Title: Dominant Currency Pricing: Evidence from Korean Exports

Author: Minkyu Son(BOK)


 Using product-level data for Korean exports from 2000 to 2021, this paper examines the determinants of invoicing currency in international trade. We obtain robust evidence of the two underlying motives in export currency choice. First is strategic complementarities. Korean exports tend to be invoiced in a currency that is predominantly used by competitors in the market. Second is real hedging. Industries that rely on imported inputs denominated in a certain currency are more likely to invoice their exports in the currency of importing.

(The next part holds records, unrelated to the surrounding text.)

//! run 命令
//!
//! 在全模拟机器人上执行脚本：切换到自动模式、运行选中的块、再切回禁用。
//! Ctrl-C 中止正在执行的语句。

use crate::commands::config::load_config;
use anyhow::{Context, Result, bail};
use clap::Args;
use stacker_auto::{AutonomousRunner, RunReport, Termination};
use stacker_driver::sim::{SimHandles, sim_robot};
use stacker_sdk::prelude::{RobotMode, SystemClock};
use std::fs;
use std::path::PathBuf;
use std::sync::Arc;
use tracing::warn;

/// 脚本执行参数
#[derive(Args, Debug)]
pub struct RunCommand {
    /// 脚本文件路径
    #[arg(short, long)]
    pub script: PathBuf,

    /// 从 `BEGIN <block>` 开始执行
    #[arg(short, long)]
    pub block: Option<String>,

    /// 配置文件（不指定则为默认值）
    #[arg(short, long)]
    pub config: Option<PathBuf>,

    /// 以 JSON 输出报告
    #[arg(long)]
    pub json: bool,
}

impl RunCommand {
    pub fn execute(&self) -> Result<()> {
        let config = load_config(self.config.as_deref())?;
        let script = fs::read_to_string(&self.script)
            .with_context(|| format!("failed to read script {}", self.script.display()))?;

        let (robot, handles) = sim_robot(config.clone(), Arc::new(SystemClock))
            .context("failed to assemble simulated robot")?;
        robot
            .broadcast_mode(RobotMode::Autonomous)
            .context("failed to enter autonomous mode")?;

        let runner = AutonomousRunner::new(robot.station().clone(), config);
        let gate = runner.gate().clone();
        ctrlc::set_handler(move || {
            warn!("interrupt received, aborting script");
            gate.abort();
        })
        .context("failed to install Ctrl-C handler")?;

        if !self.json {
            println!("📜 运行脚本: {}", self.script.display());
        }
        let report = runner.run(&script, self.block.as_deref())?;

        if let Err(e) = robot.broadcast_mode(RobotMode::Disabled) {
            warn!("failed to disable robot: {}", e);
        }

        if self.json {
            println!("{}", serde_json::to_string_pretty(&report)?);
        } else {
            print_report(&report, &handles);
        }

        if !report.is_success() {
            bail!("script did not complete: {:?}", report.termination);
        }
        Ok(())
    }
}

fn print_report(report: &RunReport, handles: &SimHandles) {
    println!();
    println!("📊 执行结果:");
    if let Some(block) = &report.block {
        println!("  块: {}", block);
    }
    println!("  语句数: {}", report.statements);
    println!("  耗时: {:.2} 秒", report.duration_secs);
    match &report.termination {
        Termination::Completed { line } => println!("  ✅ 在第 {} 行 END 结束", line),
        Termination::EndOfScript => println!("  ✅ 执行到脚本末尾"),
        Termination::Failed {
            line,
            statement,
            error,
        } => println!("  ❌ 第 {} 行失败: {} ({})", line, error, statement),
        Termination::Aborted { line } => println!("  🛑 在第 {} 行被中止", line),
    }

    println!();
    println!("🔧 电机输出:");
    for (name, output) in handles.outputs() {
        println!("  {:<12} {:+.2}", name, output);
    }
}
//! # 机器人配置
//!
//! 各子系统的速度、增益、电流上限和超时。默认值即比赛机器人的实测参数，
//! 配置文件中缺省的段落或字段都会回落到默认值。
//!
//! ```toml
//! [drivetrain]
//! correction_gain = 0.09
//!
//! [worker]
//! safety_timeout_ms = 30000
//! ```

use serde::{Deserialize, Serialize};
use std::fs;
use std::path::Path;
use std::time::Duration;
use thiserror::Error;

/// 配置错误
#[derive(Error, Debug)]
pub enum ConfigError {
    #[error("Config IO error: {0}")]
    Io(#[from] std::io::Error),

    #[error("Config parse error: {0}")]
    Parse(#[from] toml::de::Error),

    #[error("Config serialize error: {0}")]
    Serialize(#[from] toml::ser::Error),

    #[error("Invalid config: {0}")]
    Invalid(String),
}

/// 机器人配置
#[derive(Debug, Clone, PartialEq, Default, Serialize, Deserialize)]
#[serde(default)]
pub struct RobotConfig {
    /// Worker 通用节拍与安全窗口
    pub worker: WorkerConfig,
    pub drivetrain: DrivetrainConfig,
    pub conveyor: ConveyorConfig,
    pub cube: CubeConfig,
    pub lifter: LifterConfig,
    pub claw: ClawConfig,
    pub canarm: CanArmConfig,
    pub fan: FanConfig,
    pub autonomous: AutonomousConfig,
}

impl RobotConfig {
    /// 从 TOML 文件加载配置
    ///
    /// # 错误
    ///
    /// 文件无法读取、TOML 语法错误或数值非法时返回 [`ConfigError`]。
    pub fn load_from_file<P: AsRef<Path>>(path: P) -> Result<Self, ConfigError> {
        let content = fs::read_to_string(path)?;
        Self::from_toml_str(&content)
    }

    /// 从 TOML 文本解析配置
    pub fn from_toml_str(content: &str) -> Result<Self, ConfigError> {
        let config: RobotConfig = toml::from_str(content)?;
        config.validate()?;
        Ok(config)
    }

    /// 保存配置到文件
    pub fn save_to_file<P: AsRef<Path>>(&self, path: P) -> Result<(), ConfigError> {
        let content = self.to_toml_string()?;
        fs::write(path, content)?;
        Ok(())
    }

    /// 序列化为 TOML 文本
    pub fn to_toml_string(&self) -> Result<String, ConfigError> {
        Ok(toml::to_string_pretty(self)?)
    }

    /// 检查所有定时参数为正数、增益与限幅为有限值
    pub fn validate(&self) -> Result<(), ConfigError> {
        let w = &self.worker;
        if w.tick_interval_ms == 0 || w.idle_poll_ms == 0 {
            return Err(ConfigError::Invalid(
                "worker tick_interval_ms and idle_poll_ms must be > 0".to_string(),
            ));
        }
        if w.safety_timeout_ms == 0 {
            return Err(ConfigError::Invalid(
                "worker safety_timeout_ms must be > 0".to_string(),
            ));
        }
        if w.mailbox_capacity == 0 {
            return Err(ConfigError::Invalid(
                "worker mailbox_capacity must be > 0".to_string(),
            ));
        }

        let positive = [
            ("drivetrain.angle_tolerance", self.drivetrain.angle_tolerance),
            ("drivetrain.turn_speed_limit", self.drivetrain.turn_speed_limit),
            (
                "drivetrain.full_speed_inches_per_sec",
                self.drivetrain.full_speed_inches_per_sec,
            ),
            ("conveyor.shift_time_cap", self.conveyor.shift_time_cap),
            ("conveyor.push_time", self.conveyor.push_time),
            ("conveyor.deposit_timeout", self.conveyor.deposit_timeout),
            ("cube.gate_delay", self.cube.gate_delay),
            ("cube.delay_after_cycle", self.cube.delay_after_cycle),
            ("cube.cycle_period", self.cube.cycle_period),
            ("lifter.current_max", self.lifter.current_max),
            ("lifter.raise_timeout", self.lifter.raise_timeout),
            ("lifter.travel_timeout", self.lifter.travel_timeout),
            ("claw.action_time_limit", self.claw.action_time_limit),
            ("claw.current_max", self.claw.current_max),
            (
                "autonomous.default_response_timeout",
                self.autonomous.default_response_timeout,
            ),
        ];
        for (name, value) in positive {
            if !(value.is_finite() && value > 0.0) {
                return Err(ConfigError::Invalid(format!(
                    "{} must be a positive number, got {}",
                    name, value
                )));
            }
        }

        if !self.autonomous.response_margin.is_finite() || self.autonomous.response_margin < 0.0 {
            return Err(ConfigError::Invalid(
                "autonomous.response_margin must be >= 0".to_string(),
            ));
        }

        Ok(())
    }
}

/// Worker 通用配置
#[derive(Debug, Clone, PartialEq, Eq, Serialize, Deserialize)]
#[serde(default)]
pub struct WorkerConfig {
    /// 闭环行为激活时的节拍（毫秒）
    pub tick_interval_ms: u64,
    /// 空闲时的邮箱轮询间隔（毫秒），用于驱动安全窗口检查
    pub idle_poll_ms: u64,
    /// 无消息安全窗口（毫秒）
    pub safety_timeout_ms: u64,
    /// 邮箱容量
    pub mailbox_capacity: usize,
    /// 遥测发布周期（毫秒）
    pub telemetry_period_ms: u64,
}

impl WorkerConfig {
    pub fn tick_interval(&self) -> Duration {
        Duration::from_millis(self.tick_interval_ms)
    }

    pub fn idle_poll(&self) -> Duration {
        Duration::from_millis(self.idle_poll_ms)
    }

    pub fn safety_timeout(&self) -> Duration {
        Duration::from_millis(self.safety_timeout_ms)
    }

    pub fn telemetry_period(&self) -> Duration {
        Duration::from_millis(self.telemetry_period_ms)
    }
}

impl Default for WorkerConfig {
    fn default() -> Self {
        Self {
            tick_interval_ms: 20,
            idle_poll_ms: 100,
            safety_timeout_ms: 30_000,
            mailbox_capacity: 1024,
            telemetry_period_ms: 200,
        }
    }
}

/// 底盘参数
#[derive(Debug, Clone, PartialEq, Serialize, Deserialize)]
#[serde(default)]
pub struct DrivetrainConfig {
    /// 直行航向修正增益（每度）
    pub correction_gain: f64,
    /// 转向比例增益（每度）
    pub turn_gain: f64,
    /// 转向输出限幅
    pub turn_speed_limit: f64,
    /// 转向到位容差（度）
    pub angle_tolerance: f64,
    /// 手动驾驶输出缩放
    pub teleop_scale: f64,
    /// 寻找料箱时的直行速度
    pub tote_seek_speed: f64,
    /// 满速时的行驶速度（英寸/秒），用于把距离换算成时长
    pub full_speed_inches_per_sec: f64,
}

impl Default for DrivetrainConfig {
    fn default() -> Self {
        Self {
            correction_gain: 0.09,
            turn_gain: 0.05,
            turn_speed_limit: 0.5,
            angle_tolerance: 2.0,
            teleop_scale: 0.75,
            tote_seek_speed: 0.4,
            full_speed_inches_per_sec: 100.0,
        }
    }
}

/// 传送带参数
#[derive(Debug, Clone, PartialEq, Serialize, Deserialize)]
#[serde(default)]
pub struct ConveyorConfig {
    pub run_fwd_speed: f64,
    pub run_back_speed: f64,
    pub load_speed: f64,
    pub shift_speed: f64,
    /// 移动料箱的硬时限（秒）
    pub shift_time_cap: f64,
    /// 推料持续时间（秒）
    pub push_time: f64,
    pub deposit_speed: f64,
    /// 卸料超时（秒）
    pub deposit_timeout: f64,
}

impl Default for ConveyorConfig {
    fn default() -> Self {
        Self {
            run_fwd_speed: -0.5,
            run_back_speed: 0.75,
            load_speed: 0.75,
            shift_speed: 0.4,
            shift_time_cap: 3.0,
            push_time: 0.25,
            deposit_speed: 1.0,
            deposit_timeout: 5.0,
        }
    }
}

/// 拨片（Cube）参数
#[derive(Debug, Clone, PartialEq, Serialize, Deserialize)]
#[serde(default)]
pub struct CubeConfig {
    pub clicker_raise: f64,
    pub clicker_lower: f64,
    pub clicker_top_hold: f64,
    pub intake_run: f64,
    /// 闸门稳定延时（秒）
    pub gate_delay: f64,
    /// 两次循环之间的间隔（秒）
    pub delay_after_cycle: f64,
    /// 状态机推进周期（秒）
    pub cycle_period: f64,
}

impl Default for CubeConfig {
    fn default() -> Self {
        Self {
            clicker_raise: 1.0,
            clicker_lower: -1.0,
            clicker_top_hold: 1.0,
            intake_run: -0.5,
            gate_delay: 0.25,
            delay_after_cycle: 1.5,
            cycle_period: 0.02,
        }
    }
}

/// 升降机参数
///
/// 电机上升方向为负。
#[derive(Debug, Clone, PartialEq, Serialize, Deserialize)]
#[serde(default)]
pub struct LifterConfig {
    pub up_mult: f64,
    pub down_mult: f64,
    pub hover: f64,
    pub start_raise: f64,
    pub raise_lomid: f64,
    /// 过流上限（安培）
    pub current_max: f64,
    /// 单罐负载上限（安培），用于判断夹爪到顶
    pub current_max_one_can: f64,
    /// 起步慢速阶段时长（秒）
    pub start_raise_time: f64,
    /// 抬升料箱超时（秒）
    pub raise_timeout: f64,
    /// 其余自动行程超时（秒）
    pub travel_timeout: f64,
}

impl Default for LifterConfig {
    fn default() -> Self {
        Self {
            up_mult: -1.0,
            down_mult: 1.0,
            hover: -0.25,
            start_raise: -0.6,
            raise_lomid: -0.75,
            current_max: 30.0,
            current_max_one_can: 20.0,
            start_raise_time: 0.25,
            raise_timeout: 2.0,
            travel_timeout: 4.0,
        }
    }
}

/// 夹爪参数
#[derive(Debug, Clone, PartialEq, Serialize, Deserialize)]
#[serde(default)]
pub struct ClawConfig {
    pub open: f64,
    pub close: f64,
    /// 单次动作最长驱动时间（秒）
    pub action_time_limit: f64,
    pub current_max: f64,
}

impl Default for ClawConfig {
    fn default() -> Self {
        Self {
            open: 0.5,
            close: -0.4,
            action_time_limit: 0.5,
            current_max: 8.0,
        }
    }
}

/// 推罐臂参数
#[derive(Debug, Clone, PartialEq, Serialize, Deserialize)]
#[serde(default)]
pub struct CanArmConfig {
    pub open: f64,
    pub close: f64,
    pub current_max: f64,
}

impl Default for CanArmConfig {
    fn default() -> Self {
        Self {
            open: -0.65,
            close: 0.65,
            current_max: 30.0,
        }
    }
}

/// 风扇参数
#[derive(Debug, Clone, PartialEq, Serialize, Deserialize)]
#[serde(default)]
pub struct FanConfig {
    pub power: f64,
}

impl Default for FanConfig {
    fn default() -> Self {
        Self { power: 1.0 }
    }
}

/// 自动脚本参数
#[derive(Debug, Clone, PartialEq, Serialize, Deserialize)]
#[serde(default)]
pub struct AutonomousConfig {
    /// 命令自身不带超时参数时的应答等待时间（秒）
    pub default_response_timeout: f64,
    /// 命令带超时参数时，在其基础上额外等待的余量（秒）
    pub response_margin: f64,
}

impl AutonomousConfig {
    /// 计算应答等待时间
    ///
    /// 带超时参数的命令等待 `timeout + margin`，否则使用默认值。
    pub fn response_timeout(&self, command_timeout: Option<f64>) -> Duration {
        let secs = match command_timeout {
            Some(t) if t.is_finite() && t >= 0.0 => t + self.response_margin,
            _ => self.default_response_timeout,
        };
        Duration::try_from_secs_f64(secs).unwrap_or(Duration::MAX)
    }
}

impl Default for AutonomousConfig {
    fn default() -> Self {
        Self {
            default_response_timeout: 15.0,
            response_margin: 1.0,
        }
    }
}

These two channels would serve to maintain the Dominant Currency Pricing (DCP), in which just few currencies such as the US dollar play an outsized role in global trade. To further document the role of these two motives, we conduct a novel event study on the establishment of a direct foreign exchange market for the Korean won and the Chinese renminbi in 2014. The direct foreign exchange market stimulated renminbi invoicing among Korean exports, particularly more to destinations with high market shares of Chinese exporters, and more from Korean industries relying on renminbi-denominated imported inputs. Finally, as a key implication of invoicing currency, we confirm its close link with the degree of exchange rate pass-through. The destination prices of Korean exports are more sensitive to the dollar-destination currency exchange rate than the exchange rate between trading partners, due to its high reliance on dollars in export invoicing.